Но годы шли, и ее внутреннее равновесие постепенно нарушилось. Особенно это стало ясно в ходе проработок 1946–1950 годов. Очень больно переживала она кампанию против «космополитов». Ей, высокоинтеллигентному человеку, претил всякий национализм, особенно антисемитизм, от которого, казалось бы, наша победоносная армия очистила мир. И вот теперь он вернулся к нам, зазвучал с высоких трибун чуть прикрытый фиговым листком «антисионизма». Эта разнузданная кампания была тем более ей ненавистна, что Владимир Иосифович принадлежал к этой гонимой нации: что она, как сама иногда говорила с усмешкой, «оскоромилась», выйдя за него замуж.

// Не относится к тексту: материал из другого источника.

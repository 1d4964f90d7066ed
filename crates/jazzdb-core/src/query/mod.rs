//! The query descriptor and its builder operations.
//!
//! A [`Query`] is a value: every builder call borrows the current descriptor
//! and returns a new one, leaving the input untouched.
//!
//! ```
//! use std::sync::Arc;
//! use jazzdb_core::filter;
//! use jazzdb_core::query::Query;
//! use jazzdb_core::schema::{FieldDescriptor, ModelSchema, Schema};
//!
//! let schema = Arc::new(Schema::new().model(
//!     "class",
//!     ModelSchema::new()
//!         .field("id", FieldDescriptor::primary_key())
//!         .field("name", FieldDescriptor::text()),
//! ));
//!
//! let query = Query::start("class", schema)?
//!     .filter(filter! { "name" => "Year 3" })?
//!     .order(["-name"], false)?
//!     .limit(1);
//! assert_eq!(query.limit_value(), Some(1));
//! # Ok::<(), jazzdb_core::QueryError>(())
//! ```

mod aggregates;
mod expr;
mod filter;
mod order;
mod path;

use std::sync::Arc;

pub use aggregates::{
    average, count, count_all, max, min, sum, Aggregate, AggregateFunction, Projection,
    SelectItem, ValuesOptions,
};
pub use expr::{Combinator, Operator, Predicate, WhereNode};
pub use filter::{Filter, FilterInput, FilterValue};
pub use order::{Direction, OrderBy, OrderItem};
pub use path::{ColumnRef, Join, PATH_SEPARATOR};

use crate::error::{QueryError, Result};
use crate::schema::Schema;
use crate::value::SqlValue;

/// Describes a query that has not run yet.
#[derive(Debug, Clone, PartialEq)]
pub struct Query {
    primary_model: String,
    schema: Arc<Schema>,
    projection: Vec<SelectItem>,
    joins: Vec<Join>,
    optional_joins: Vec<Join>,
    where_clause: Option<WhereNode>,
    order: Vec<OrderItem>,
    distinct: bool,
    flat: bool,
    limit: Option<u64>,
}

impl Query {
    /// Starts a query on `primary_model`.
    pub fn start(primary_model: &str, schema: Arc<Schema>) -> Result<Self> {
        schema.model_schema(primary_model)?;
        Ok(Self {
            primary_model: primary_model.to_string(),
            schema,
            projection: Vec::new(),
            joins: Vec::new(),
            optional_joins: Vec::new(),
            where_clause: None,
            order: Vec::new(),
            distinct: false,
            flat: false,
            limit: None,
        })
    }

    /// Root model.
    #[must_use]
    pub fn primary_model(&self) -> &str {
        &self.primary_model
    }

    /// Schema the query resolves paths against.
    #[must_use]
    pub fn schema(&self) -> &Arc<Schema> {
        &self.schema
    }

    /// Projected items; empty means every column of the root model.
    #[must_use]
    pub fn projection(&self) -> &[SelectItem] {
        &self.projection
    }

    /// Joins rendered as INNER JOIN.
    #[must_use]
    pub fn joins(&self) -> &[Join] {
        &self.joins
    }

    /// Joins rendered as LEFT JOIN.
    #[must_use]
    pub fn optional_joins(&self) -> &[Join] {
        &self.optional_joins
    }

    /// Where-tree; `None` selects every row.
    #[must_use]
    pub fn where_clause(&self) -> Option<&WhereNode> {
        self.where_clause.as_ref()
    }

    /// Ordering.
    #[must_use]
    pub fn order_items(&self) -> &[OrderItem] {
        &self.order
    }

    /// Whether SELECT DISTINCT is used.
    #[must_use]
    pub fn is_distinct(&self) -> bool {
        self.distinct
    }

    /// Whether rows come back as arrays.
    #[must_use]
    pub fn is_flat(&self) -> bool {
        self.flat
    }

    /// Row cap.
    #[must_use]
    pub fn limit_value(&self) -> Option<u64> {
        self.limit
    }

    /// Returns true if the query joins any model.
    #[must_use]
    pub fn has_joins(&self) -> bool {
        !self.joins.is_empty() || !self.optional_joins.is_empty()
    }

    /// Adds a filter.
    ///
    /// A single [`Filter`] is ANDed onto the existing tree. A list of filters
    /// is ORed together first; filters with one entry become predicates of
    /// the OR node and filters with several entries become AND children.
    pub fn filter(&self, input: impl Into<FilterInput>) -> Result<Self> {
        let mut query = self.clone();
        let filters = input.into().into_filters();

        let mut groups = Vec::with_capacity(filters.len());
        for filter in &filters {
            groups.push(query.simplify(filter)?);
        }

        match groups.len() {
            0 => {}
            1 => {
                let predicates = groups.pop().unwrap_or_default();
                query.where_clause =
                    expr::extend(query.where_clause, Combinator::And, predicates, Vec::new());
            }
            _ => {
                let mut singles = Vec::new();
                let mut multiples = Vec::new();
                for group in groups {
                    match group.len() {
                        0 => {}
                        1 => singles.extend(group),
                        _ => multiples.push(WhereNode::new(Combinator::And, group, Vec::new())),
                    }
                }
                if let Some(or) = WhereNode::new(Combinator::Or, singles, multiples).collapse() {
                    query.where_clause =
                        expr::extend(query.where_clause, Combinator::And, Vec::new(), vec![or]);
                }
            }
        }

        Ok(query)
    }

    /// Applies each input in turn; the results are combined with AND.
    pub fn filter_all<I>(&self, inputs: I) -> Result<Self>
    where
        I: IntoIterator,
        I::Item: Into<FilterInput>,
    {
        inputs
            .into_iter()
            .try_fold(self.clone(), |query, input| query.filter(input))
    }

    /// Sets the ordering, or appends to it when `append` is true.
    pub fn order<I>(&self, specs: I, append: bool) -> Result<Self>
    where
        I: IntoIterator,
        I::Item: Into<OrderBy>,
    {
        let mut query = self.clone();
        let mut items = Vec::new();
        for spec in specs {
            let spec: OrderBy = spec.into();
            let column = query.resolve_optional(&spec.path)?;
            items.push(OrderItem {
                column,
                direction: spec.direction,
            });
        }

        if append {
            query.order.extend(items);
        } else {
            query.order = items;
        }
        Ok(query)
    }

    /// Sets the projection.
    ///
    /// Fails with `InvalidOption` when `flat` is requested without fields.
    pub fn values<I>(&self, projections: I, options: ValuesOptions) -> Result<Self>
    where
        I: IntoIterator,
        I::Item: Into<Projection>,
    {
        let projections: Vec<Projection> = projections.into_iter().map(Into::into).collect();
        if projections.is_empty() && options.flat {
            return Err(QueryError::InvalidOption(
                "can only set flat if there are fields".to_string(),
            ));
        }

        let mut query = self.clone();
        let mut items = Vec::with_capacity(projections.len());
        for projection in projections {
            let item = match projection {
                Projection::Field(path) => SelectItem::Field {
                    column: query.resolve_optional(&path)?,
                    alias: path,
                },
                Projection::Aggregate(aggregate) => {
                    let column = match &aggregate.path {
                        Some(path) => Some(query.resolve_optional(path)?),
                        None => None,
                    };
                    SelectItem::Aggregate {
                        function: aggregate.function,
                        column,
                        name: aggregate.result_name(),
                    }
                }
            };
            items.push(item);
        }

        query.projection = items;
        query.distinct = options.distinct;
        query.flat = options.flat;
        Ok(query)
    }

    /// Caps the number of rows.
    #[must_use]
    pub fn limit(&self, limit: u64) -> Self {
        let mut query = self.clone();
        query.limit = Some(limit);
        query
    }

    /// Sets SELECT DISTINCT without touching the projection.
    #[must_use]
    pub fn distinct(&self, distinct: bool) -> Self {
        let mut query = self.clone();
        query.distinct = distinct;
        query
    }

    fn resolve(&self, segments: &[&str]) -> Result<path::ResolvedPath> {
        let existing: Vec<Join> = self
            .joins
            .iter()
            .chain(&self.optional_joins)
            .cloned()
            .collect();
        path::resolve(&self.schema, &self.primary_model, segments, &existing)
    }

    /// Resolves a projection or order path, registering its joins as optional.
    fn resolve_optional(&mut self, path: &str) -> Result<ColumnRef> {
        let resolved = self.resolve(&path::split(path))?;
        self.add_joins(resolved.joins, true);
        Ok(resolved.column)
    }

    /// Registers joins by path; a required join replaces an optional one.
    fn add_joins(&mut self, joins: Vec<Join>, optional: bool) {
        for join in joins {
            let known = |existing: &Join| existing.path == join.path;
            if optional {
                if !self.joins.iter().any(known) && !self.optional_joins.iter().any(known) {
                    self.optional_joins.push(join);
                }
            } else {
                self.optional_joins.retain(|existing| !known(existing));
                if !self.joins.iter().any(known) {
                    self.joins.push(join);
                }
            }
        }
    }

    /// Turns one filter map into predicates, registering the joins it needs.
    fn simplify(&mut self, filter: &Filter) -> Result<Vec<Predicate>> {
        let mut predicates = Vec::with_capacity(filter.len());

        for (key, value) in filter.iter() {
            let mut segments = path::split(key);
            let mut operator = Operator::Eq;
            if segments.len() > 1 {
                if let Some(parsed) = segments.last().and_then(|last| last.parse::<Operator>().ok()) {
                    operator = parsed;
                    segments.pop();
                }
            }

            let resolved = self.resolve(&segments)?;

            if resolved.relationship && !operator.allowed_on_relationship() {
                return Err(QueryError::InvalidFilterOperator {
                    path: key.to_string(),
                    operator,
                });
            }

            let value = match value {
                FilterValue::Value(value) => value.clone(),
                FilterValue::Object(object) => {
                    let key_name = self.schema.primary_key(&resolved.model)?;
                    object
                        .get(key_name)
                        .cloned()
                        .ok_or_else(|| QueryError::InvalidFilterValue {
                            path: key.to_string(),
                            reason: format!("object has no primary key `{key_name}`"),
                        })?
                }
            };

            if operator == Operator::IsNull && value.as_bool().is_none() {
                return Err(QueryError::InvalidFilterValue {
                    path: key.to_string(),
                    reason: format!("isnull expects a boolean but got {}", value.kind()),
                });
            }

            let optional = operator == Operator::IsNull && value == SqlValue::Bool(true);
            self.add_joins(resolved.joins, optional);
            predicates.push(Predicate {
                column: resolved.column,
                operator,
                value,
            });
        }

        Ok(predicates)
    }
}
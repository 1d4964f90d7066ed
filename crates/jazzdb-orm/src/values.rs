//! Shaping of result sets into the forms callers ask for.

use std::collections::BTreeMap;

use jazzdb_core::{ResultSet, SqlValue};

/// One row keyed by column name.
pub type Row = BTreeMap<String, SqlValue>;

/// Rows returned by a projection or a raw statement.
#[derive(Debug, Clone, PartialEq)]
pub enum Values {
    /// Rows keyed by column name.
    Objects(Vec<Row>),
    /// Rows as positional arrays.
    Arrays(Vec<Vec<SqlValue>>),
    /// One value per row, for single-column flat results.
    Flat(Vec<SqlValue>),
}

impl Values {
    /// Number of rows.
    #[must_use]
    pub fn len(&self) -> usize {
        match self {
            Self::Objects(rows) => rows.len(),
            Self::Arrays(rows) => rows.len(),
            Self::Flat(values) => values.len(),
        }
    }

    /// Returns true when there are no rows.
    #[must_use]
    pub fn is_empty(&self) -> bool {
        self.len() == 0
    }

    /// Returns the rows when they are keyed by column name.
    #[must_use]
    pub fn into_objects(self) -> Option<Vec<Row>> {
        match self {
            Self::Objects(rows) => Some(rows),
            _ => None,
        }
    }

    /// Returns the values of a single-column flat result.
    #[must_use]
    pub fn into_flat(self) -> Option<Vec<SqlValue>> {
        match self {
            Self::Flat(values) => Some(values),
            _ => None,
        }
    }
}

/// Pairs every row with the column names.
pub(crate) fn objects(result: ResultSet) -> Vec<Row> {
    let ResultSet { columns, rows, .. } = result;
    rows.into_iter()
        .map(|row| columns.iter().cloned().zip(row).collect())
        .collect()
}

/// Shapes an array-mode result; single-column results become flat.
pub(crate) fn flat(result: ResultSet) -> Values {
    if result.rows.iter().all(|row| row.len() == 1) {
        Values::Flat(
            result
                .rows
                .into_iter()
                .filter_map(|row| row.into_iter().next())
                .collect(),
        )
    } else {
        Values::Arrays(result.rows)
    }
}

И хотя он, в силу своего положения и места в науке, никогда не подвергался шельмованию, эта вакханалия вызывала у нее отвращение. В наших беседах, которые мы часто вели в эти тяжелые годы, часами стоя в углу станции метро «Арбатская», с которой разъезжались по домам, все больше начали проскальзывать ноты сомнения, непонимания, ощущение безумия того, что происходит, недоверия к Сталину, так как стало ясно, что все это делается по его указаниям. Такой поворот событий потряс нас всех, но для нее он оказался тем более ужасен, что она была активным членом партии, одно время секретарем парткома Института истории, членом бюро райкома партии, а с начала пятидесятых годов — заведующей сектором средних веков этого института. По положению Нине приходилось проводить в жизнь все эти безумные кампании, ей, как человеку, отвратительные. Это вынуждало ее вести двойную жизнь, двоедушничать, что было для нее невероятно трудно. Если и раньше ей приходилось порой «наступать на горло собственной песне», то теперь это стало для нее горькой повседневностью. И хотя она, как я уже упомянула, часто повторяла, что ничего не боится, тем не менее и ей не хватало решимости открыто идти против этой мутной волны. Обстоятельства заставляли организовывать соответствующие собрания и как-то их проводить.